To the person who says I am running away from the problem.. trust me I’ve tried for years to help him. I’ve spoken to him countless times. He has done this for years.. so there comes a time where you have to give up and move on with your life.. instead of wasting it
Why did I make a baby with him? I was young and dumb.. I was 21 when I became pregnant. I learned my lesson. And would never repeat my mistake like a lot of girls do
- Christin KLv 72 months ago
You are absolutely NOT WRONG. You can't live with someone who has so little regard for the safety and well-being of his own family, wife and child, and who has no control over his money. Trouble is, when you get a divorce you'd better make sure your lawyer knows this so you can have the child support deducted from his wages instead of waiting for him to pay it. Because you know he won't. I'm sorry you're going through this--it's hard. But stick to your guns, honey. You're doing the right thing.
- BlushLv 62 months ago
I’m so sorry for you and your kid, yes leave him and do not look back.
- bojLv 72 months ago
Yes, you both are wrong and acting like children. Youre throwing a tantrum cause of monwy and him spending selfishly. Your family isnt alone in living payday to payday and struggling with past due bills. Covid has done this to most every family but you dont bail on a marriage because of bills especially when you knew before Covid that your husband was financially irresponsible. Find a job where you are and try to give your 5 yr old son the family he deserves..... Not the one youre proposing..... seperated over money.
- Anonymous2 months ago
HE SHOULD DO a better job hiding it - you found out
should you be better in your life choices? yes
while admitting you were young and made a mistake having a baby with him... you still are making foolish choices thinking you can change him
accept it as is and stay or move on -- stop looking to be right and justified then make better choices from now on
but you are not going to make him better -- after you leave realize,, he is not sending you all sorts of money for the child's sake ,, so again do not gripe about it and when all the people around you tell you to stick it to him ...be prepared to tell each of them I appreciate you idea, but prefer to deal with this my way thank you
FYI women in similar positions will tell you get money from him stick it to him,,,because misery loves company
I will add one more bit of input.... decide you want the child to have contact with the father OR NOT and you need to act accordingly or do not gripe and blame him when he does not see the child and your made to feel bad by other people for not forcing him to see the child even though you create a hostile environment for them
again this starts now knowing he is bad with money and cannot pay like the people around you say he should -- this is a extension of your poor choice of fathers ,,,, while you admit it,,, do you REALLY accept that or just put up a fake front ?
- TrishLv 52 months ago
yes you have a right to know and discuss finances with your spouse. if youre living together you have rights the same. if youre leaving no longer a need for discussion.

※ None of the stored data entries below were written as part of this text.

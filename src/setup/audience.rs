use glam::DVec3;
use serde::{Deserialize, Serialize};

use crate::core::error::{positive, Result, TribuneError};
use crate::geometry::{BoundingBox, Polyline};

/// Seated spectator ergonomics plus the chair outlines used to draw them.
///
/// Section quantities are measured from `origin`, the chair's reference
/// point that gets placed on a row anchor. Plan outlines have their own
/// origin and a nominal axial spacing along the row.
#[derive(Debug, Clone, PartialEq, Serialize, Deserialize)]
pub struct AudienceSetup {
    eye: DVec3,
    origin: DVec3,
    front_limit: f64,
    hard_back_limit: f64,
    soft_back_limit: f64,
    section_chairs: Vec<Polyline>,
    plan_chairs: Vec<Polyline>,
    plan_origin: DVec3,
    plan_chair_width: f64,
}

impl AudienceSetup {
    pub const DEFAULT_FRONT_LIMIT: f64 = 45.0;
    pub const DEFAULT_HARD_BACK_LIMIT: f64 = 182.5;
    pub const DEFAULT_SOFT_BACK_LIMIT: f64 = 200.0;
    pub const DEFAULT_PLAN_CHAIR_WIDTH: f64 = 500.0;

    pub fn new(eye: DVec3, origin: DVec3) -> Self {
        Self {
            eye,
            origin,
            front_limit: Self::DEFAULT_FRONT_LIMIT,
            hard_back_limit: Self::DEFAULT_HARD_BACK_LIMIT,
            soft_back_limit: Self::DEFAULT_SOFT_BACK_LIMIT,
            section_chairs: Vec::new(),
            plan_chairs: Vec::new(),
            plan_origin: DVec3::ZERO,
            plan_chair_width: Self::DEFAULT_PLAN_CHAIR_WIDTH,
        }
    }

    /// Set the front, hard-back and soft-back limit distances
    pub fn with_limits(mut self, front: f64, hard_back: f64, soft_back: f64) -> Result<Self> {
        for (name, value) in [
            ("front limit", front),
            ("hard back limit", hard_back),
            ("soft back limit", soft_back),
        ] {
            if !value.is_finite() {
                return Err(TribuneError::InvalidLimit { name, value });
            }
        }
        self.front_limit = front;
        self.hard_back_limit = hard_back;
        self.soft_back_limit = soft_back;
        Ok(self)
    }

    pub fn with_section_chairs(mut self, chairs: Vec<Polyline>) -> Self {
        self.section_chairs = chairs;
        self
    }

    pub fn with_plan_chairs(
        mut self,
        chairs: Vec<Polyline>,
        origin: DVec3,
        axial_width: f64,
    ) -> Result<Self> {
        self.plan_chair_width = positive("plan chair width", axial_width)?;
        self.plan_chairs = chairs;
        self.plan_origin = origin;
        Ok(self)
    }

    pub fn eye(&self) -> DVec3 {
        self.eye
    }

    pub fn origin(&self) -> DVec3 {
        self.origin
    }

    /// Eye position relative to the chair origin
    pub fn eye_offset(&self) -> DVec3 {
        self.eye - self.origin
    }

    pub fn front_limit(&self) -> f64 {
        self.front_limit
    }

    pub fn hard_back_limit(&self) -> f64 {
        self.hard_back_limit
    }

    pub fn soft_back_limit(&self) -> f64 {
        self.soft_back_limit
    }

    pub fn section_chairs(&self) -> &[Polyline] {
        &self.section_chairs
    }

    pub fn plan_chairs(&self) -> &[Polyline] {
        &self.plan_chairs
    }

    pub fn plan_origin(&self) -> DVec3 {
        self.plan_origin
    }

    /// Nominal centre-to-centre spacing of chairs along a row
    pub fn plan_chair_width(&self) -> f64 {
        self.plan_chair_width
    }

    /// Bounding box of all plan chair outlines
    pub fn plan_chair_bounds(&self) -> Option<BoundingBox> {
        self.plan_chairs
            .iter()
            .filter_map(Polyline::bounding_box)
            .reduce(|a, b| a.union(&b))
    }
}
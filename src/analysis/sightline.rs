//! Standalone per-seat C-value
//!
//! The C-value is the vertical clearance of a sightline over an obstacle
//! (usually the eye of the spectator in front). Positive means the view is
//! unobstructed.

use glam::{DVec3, Vec3Swizzles};
use serde::{Deserialize, Serialize};

use crate::core::SolverConfig;

#[derive(Debug, Clone, Copy, PartialEq, Serialize, Deserialize)]
pub struct CValue {
    /// Minimum clearance over the qualifying obstacles
    pub value: f64,
    /// Obstacle that produced `value`; `None` when nothing qualified
    pub critical_obstacle: Option<DVec3>,
}

#[derive(Debug, Clone, PartialEq)]
pub struct SightlineAnalysis {
    eye: DVec3,
    target: DVec3,
    obstacles: Vec<DVec3>,
}

impl SightlineAnalysis {
    pub fn new(eye: DVec3, target: DVec3, obstacles: Vec<DVec3>) -> Self {
        Self {
            eye,
            target,
            obstacles,
        }
    }

    pub fn eye(&self) -> DVec3 {
        self.eye
    }

    pub fn target(&self) -> DVec3 {
        self.target
    }

    /// C-value with the default cut-offs
    pub fn c_value(&self) -> f64 {
        self.evaluate(&SolverConfig::default()).value
    }

    pub fn evaluate(&self, config: &SolverConfig) -> CValue {
        let reach = self.eye.xy().distance(self.target.xy());
        if reach < config.tolerance {
            // looking straight up or down: no meaningful horizontal ratio
            return CValue {
                value: 0.0,
                critical_obstacle: None,
            };
        }

        let mut result = CValue {
            value: config.c_value_unobstructed,
            critical_obstacle: None,
        };

        for &obstacle in &self.obstacles {
            let t = self.eye.xy().distance(obstacle.xy()) / reach;
            if t <= config.c_value_near_cutoff || t >= config.c_value_far_cutoff {
                continue;
            }
            let ray_z = self.eye.z + t * (self.target.z - self.eye.z);
            let clearance = ray_z - obstacle.z;
            if clearance < result.value {
                result = CValue {
                    value: clearance,
                    critical_obstacle: Some(obstacle),
                };
            }
        }

        result
    }
}

#[cfg(test)]
mod tests {
    use super::*;

    #[test]
    fn test_head_in_front_blocks_view() {
        let eye = DVec3::new(0.0, 0.0, 200.0);
        let target = DVec3::new(1000.0, 0.0, 100.0);
        // at t = 0.1 the ray is at 190
        let analysis = SightlineAnalysis::new(eye, target, vec![DVec3::new(100.0, 0.0, 195.0)]);
        let c = analysis.evaluate(&SolverConfig::default());
        assert!((c.value + 5.0).abs() < 1e-9);
        assert_eq!(c.critical_obstacle, Some(DVec3::new(100.0, 0.0, 195.0)));
    }

    #[test]
    fn test_minimum_over_obstacles() {
        let eye = DVec3::new(0.0, 0.0, 100.0);
        let target = DVec3::new(1000.0, 0.0, 100.0);
        let analysis = SightlineAnalysis::new(
            eye,
            target,
            vec![DVec3::new(200.0, 0.0, 80.0), DVec3::new(500.0, 0.0, 90.0)],
        );
        assert!((analysis.c_value() - 10.0).abs() < 1e-9);
    }

    #[test]
    fn test_obstacles_near_eye_or_target_ignored() {
        let eye = DVec3::new(0.0, 0.0, 100.0);
        let target = DVec3::new(1000.0, 0.0, 100.0);
        let analysis = SightlineAnalysis::new(
            eye,
            target,
            vec![DVec3::new(50.0, 0.0, 500.0), DVec3::new(995.0, 0.0, 500.0)],
        );
        let c = analysis.evaluate(&SolverConfig::default());
        assert_eq!(c.value, 1000.0);
        assert!(c.critical_obstacle.is_none());
    }

    #[test]
    fn test_vertical_sightline_is_zero() {
        let analysis = SightlineAnalysis::new(
            DVec3::new(10.0, 10.0, 0.0),
            DVec3::new(10.0, 10.0, 300.0),
            vec![DVec3::new(10.0, 10.0, 100.0)],
        );
        assert_eq!(analysis.c_value(), 0.0);
    }
}
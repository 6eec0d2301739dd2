//! Cyclic parameter lists
//!
//! Row widths, elevation counts, inset flags, railing toggles, audiences and
//! offsets are all short lists that repeat over the rows of a tribune. Every
//! lookup goes through [`Cyclic`] so the `index % len` rule and the scalar
//! fallback for an empty list live in one place.

use serde::{Deserialize, Serialize};

#[derive(Debug, Clone, PartialEq, Serialize, Deserialize)]
#[serde(transparent)]
pub struct Cyclic<T>(Vec<T>);

impl<T> Cyclic<T> {
    pub fn new(values: Vec<T>) -> Self {
        Self(values)
    }

    /// Element at `index % len`, or `None` when the list is empty
    pub fn get(&self, index: usize) -> Option<&T> {
        if self.0.is_empty() {
            None
        } else {
            self.0.get(index % self.0.len())
        }
    }

    pub fn len(&self) -> usize {
        self.0.len()
    }

    pub fn is_empty(&self) -> bool {
        self.0.is_empty()
    }

    pub fn as_slice(&self) -> &[T] {
        &self.0
    }

    pub fn iter(&self) -> std::slice::Iter<'_, T> {
        self.0.iter()
    }
}

impl<T: Copy> Cyclic<T> {
    /// Element at `index % len`, or `fallback` when the list is empty
    pub fn get_or(&self, index: usize, fallback: T) -> T {
        self.get(index).copied().unwrap_or(fallback)
    }
}

impl<T> Cyclic<Option<T>> {
    /// Resolve an optional per-row entry; absent lists and `None` slots both
    /// yield `None`.
    pub fn resolve(&self, index: usize) -> Option<&T> {
        self.get(index).and_then(Option::as_ref)
    }
}

impl<T> Default for Cyclic<T> {
    fn default() -> Self {
        Self(Vec::new())
    }
}

impl<T> From<Vec<T>> for Cyclic<T> {
    fn from(values: Vec<T>) -> Self {
        Self(values)
    }
}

- Common SenseLv 72 months ago
You picked a selfish man-child to be your baby daddy.
Live with your choices OR make better choices for the child you decided to keep after birth.

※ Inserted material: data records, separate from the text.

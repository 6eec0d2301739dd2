//! Chair clearance validation: front limit of a row against the hard-back
//! limit of the row in front

use super::ValidationIssue;
use crate::core::Cyclic;
use crate::setup::AudienceSetup;
use crate::solver::SerializedTribune;

pub struct ChairClearanceValidator;

impl ChairClearanceValidator {
    /// Clearance per seated row, measured on the local anchors.
    ///
    /// Row 0 (or a row behind an unseated one) is measured against X = 0.
    pub fn clearances(
        tribune: &SerializedTribune,
        audiences: &[Option<AudienceSetup>],
        offsets: &[f64],
    ) -> Vec<(usize, f64)> {
        let audiences = Cyclic::new(audiences.to_vec());
        let offsets = Cyclic::new(offsets.to_vec());
        if audiences.is_empty() {
            return Vec::new();
        }

        let points = &tribune.row_local_points;
        let mut clearances = Vec::with_capacity(points.len());
        for (i, point) in points.iter().enumerate() {
            let Some(audience) = audiences.resolve(i) else {
                continue;
            };
            let front = point.x + offsets.get_or(i, 0.0) + audience.front_limit();

            let obstacle = match i.checked_sub(1) {
                Some(prev) => match audiences.resolve(prev) {
                    Some(prev_audience) => {
                        points[prev].x + offsets.get_or(prev, 0.0) + prev_audience.hard_back_limit()
                    }
                    None => 0.0,
                },
                None => 0.0,
            };
            clearances.push((i, front - obstacle));
        }
        clearances
    }

    pub fn validate_clearances(clearances: &[(usize, f64)]) -> Vec<ValidationIssue> {
        clearances
            .iter()
            .filter(|(_, clearance)| *clearance < 0.0)
            .map(|&(row, clearance)| ValidationIssue::ChairClearance { row, clearance })
            .collect()
    }
}
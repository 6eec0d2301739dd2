use serde::Serialize;

use crate::core::error::{positive, Result, TribuneError};
use crate::core::Cyclic;

/// Row width used when no widths are configured
pub const DEFAULT_ROW_WIDTH: f64 = 0.8;

/// Row structure of the tribune
#[derive(Debug, Clone, PartialEq, Serialize)]
pub struct TribuneSetup {
    rows: usize,
    row_widths: Cyclic<f64>,
    elev_counts: Cyclic<u32>,
    stair_insets: Cyclic<bool>,
}

impl TribuneSetup {
    /// # Arguments
    /// * `rows` - Number of seating rows (0 yields an empty solve)
    /// * `row_widths` - Depth of each row, repeated cyclically
    /// * `elev_counts` - Riser count climbed at each row transition, repeated cyclically
    /// * `stair_insets` - Whether a transition's stair flight is pushed back by the rail width
    pub fn new(
        rows: usize,
        row_widths: Vec<f64>,
        elev_counts: Vec<u32>,
        stair_insets: Vec<bool>,
    ) -> Result<Self> {
        for (index, &value) in row_widths.iter().enumerate() {
            if !(value.is_finite() && value > 0.0) {
                return Err(TribuneError::InvalidRowWidth { index, value });
            }
        }
        Ok(Self {
            rows,
            row_widths: row_widths.into(),
            elev_counts: elev_counts.into(),
            stair_insets: stair_insets.into(),
        })
    }

    pub fn rows(&self) -> usize {
        self.rows
    }

    pub fn row_width(&self, row: usize) -> f64 {
        self.row_widths.get_or(row, DEFAULT_ROW_WIDTH)
    }

    /// Risers climbed at `transition` (from row `transition` to the next); at least 1
    pub fn elev_count(&self, transition: usize) -> u32 {
        self.elev_counts.get_or(transition, 1).max(1)
    }

    pub fn stair_inset(&self, transition: usize) -> bool {
        self.stair_insets.get_or(transition, false)
    }

    pub fn row_widths(&self) -> &[f64] {
        self.row_widths.as_slice()
    }
}

/// Riser/tread dimensions of a stair step
#[derive(Debug, Clone, Copy, PartialEq, Serialize)]
pub struct StairSetup {
    tread_height: f64,
    tread_width: f64,
}

impl StairSetup {
    pub fn new(tread_height: f64, tread_width: f64) -> Result<Self> {
        Ok(Self {
            tread_height: positive("tread height", tread_height)?,
            tread_width: positive("tread width", tread_width)?,
        })
    }

    /// Riser height
    pub fn tread_height(&self) -> f64 {
        self.tread_height
    }

    /// Run of one step
    pub fn tread_width(&self) -> f64 {
        self.tread_width
    }
}

#[derive(Debug, Clone, Copy, PartialEq, Serialize)]
pub struct RailingSetup {
    rail_height: f64,
    rail_width: f64,
}

impl RailingSetup {
    pub fn new(rail_height: f64, rail_width: f64) -> Result<Self> {
        Ok(Self {
            rail_height: positive("rail height", rail_height)?,
            rail_width: positive("rail width", rail_width)?,
        })
    }

    pub fn rail_height(&self) -> f64 {
        self.rail_height
    }

    pub fn rail_width(&self) -> f64 {
        self.rail_width
    }
}
pub mod config;
pub mod cyclic;
pub mod error;

pub use config::{FitnessWeights, SolverConfig};
pub use cyclic::Cyclic;
pub use error::{Result, TribuneError};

You are raising a child and a man-child. He does not care enough about you or his child. And, thathas nothing to do with his finances . it has todo with his priorities...or should I say, his LACK of priorities.
Soon you will realize his history of misappropriating funds is something you can live without. Kick him to the curb. Why put up with his immaturity when you can simply get CHILD SUPPORT to raise your child?

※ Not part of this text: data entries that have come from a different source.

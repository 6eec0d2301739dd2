//! Section chair placement and limit lines
//!
//! Runs on world-frame row anchors, after the frame pass. The eye and limit
//! helpers are shared with `analysis`, which works from a pre-solved tribune.

use glam::DVec3;

use crate::core::Cyclic;
use crate::geometry::{mirror_about_yz, transform_all, translation, Line, Plane, Polyline};
use crate::setup::AudienceSetup;

/// Eye point of a spectator seated on `row_point`
pub fn eye_point(row_point: DVec3, audience: &AudienceSetup, offset: f64, flipped: bool) -> DVec3 {
    let mut eye_offset = audience.eye_offset() + DVec3::new(offset, 0.0, 0.0);
    if flipped {
        eye_offset.x = -eye_offset.x;
    }
    row_point + eye_offset
}

/// Vertical front, hard-back and soft-back limit lines of one row, in that
/// order, from the row floor up by `overshoot`
pub fn limit_lines(
    row_point: DVec3,
    audience: &AudienceSetup,
    offset: f64,
    flipped: bool,
    overshoot: f64,
) -> Vec<Line> {
    let sign = if flipped { -1.0 } else { 1.0 };
    let z0 = row_point.z;
    let z1 = row_point.z + overshoot;

    [
        audience.front_limit(),
        audience.hard_back_limit(),
        audience.soft_back_limit(),
    ]
    .into_iter()
    .map(|limit| {
        let x = row_point.x + sign * limit + sign * offset;
        Line::new(
            DVec3::new(x, row_point.y, z0),
            DVec3::new(x, row_point.y, z1),
        )
    })
    .collect()
}

/// Chairs, limit lines and instancing planes of every row
#[derive(Debug, Clone, PartialEq, Default)]
pub(crate) struct SectionSeating {
    pub chairs: Vec<Vec<Polyline>>,
    pub limit_lines: Vec<Vec<Line>>,
    /// Placement plane per row; `None` for unseated rows
    pub planes: Vec<Option<Plane>>,
}

pub(crate) fn place_section_chairs(
    row_points: &[DVec3],
    audiences: &Cyclic<Option<AudienceSetup>>,
    offsets: &Cyclic<f64>,
    flipped: bool,
    overshoot: f64,
) -> SectionSeating {
    let mut seating = SectionSeating::default();
    if audiences.is_empty() {
        return seating;
    }
    let sign = if flipped { -1.0 } else { 1.0 };

    for (i, &row_point) in row_points.iter().enumerate() {
        let Some(audience) = audiences.resolve(i) else {
            seating.chairs.push(Vec::new());
            seating.limit_lines.push(Vec::new());
            seating.planes.push(None);
            continue;
        };
        let offset = offsets.get_or(i, 0.0);

        seating
            .limit_lines
            .push(limit_lines(row_point, audience, offset, flipped, overshoot));

        let shift = DVec3::new(sign * offset, 0.0, 0.0);
        let mut xform = translation(row_point - audience.origin() + shift);
        if flipped {
            xform = xform * mirror_about_yz(audience.origin());
        }
        seating
            .chairs
            .push(transform_all(audience.section_chairs(), &xform));

        seating.planes.push(Some(Plane::from_x_and_normal(
            row_point + shift,
            DVec3::X * sign,
            DVec3::Z,
        )));
    }

    seating
}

STOP making one mistake after another. PLENTY of single moms are successful. You can be, too!
- heart o' goldLv 72 months ago
I think that your plan sounds like a good one. This guy does not sound like a candidate to be a responsible partner.
My one suggestion: Get out, move completely away from any influence he has over you, BEFORE you tell him you are leaving. Like best for him to come home from work, or better, a trip, and you are gone, with a note telling him why and how to contact you (if you think contact is a good idea, which it might not be for a while).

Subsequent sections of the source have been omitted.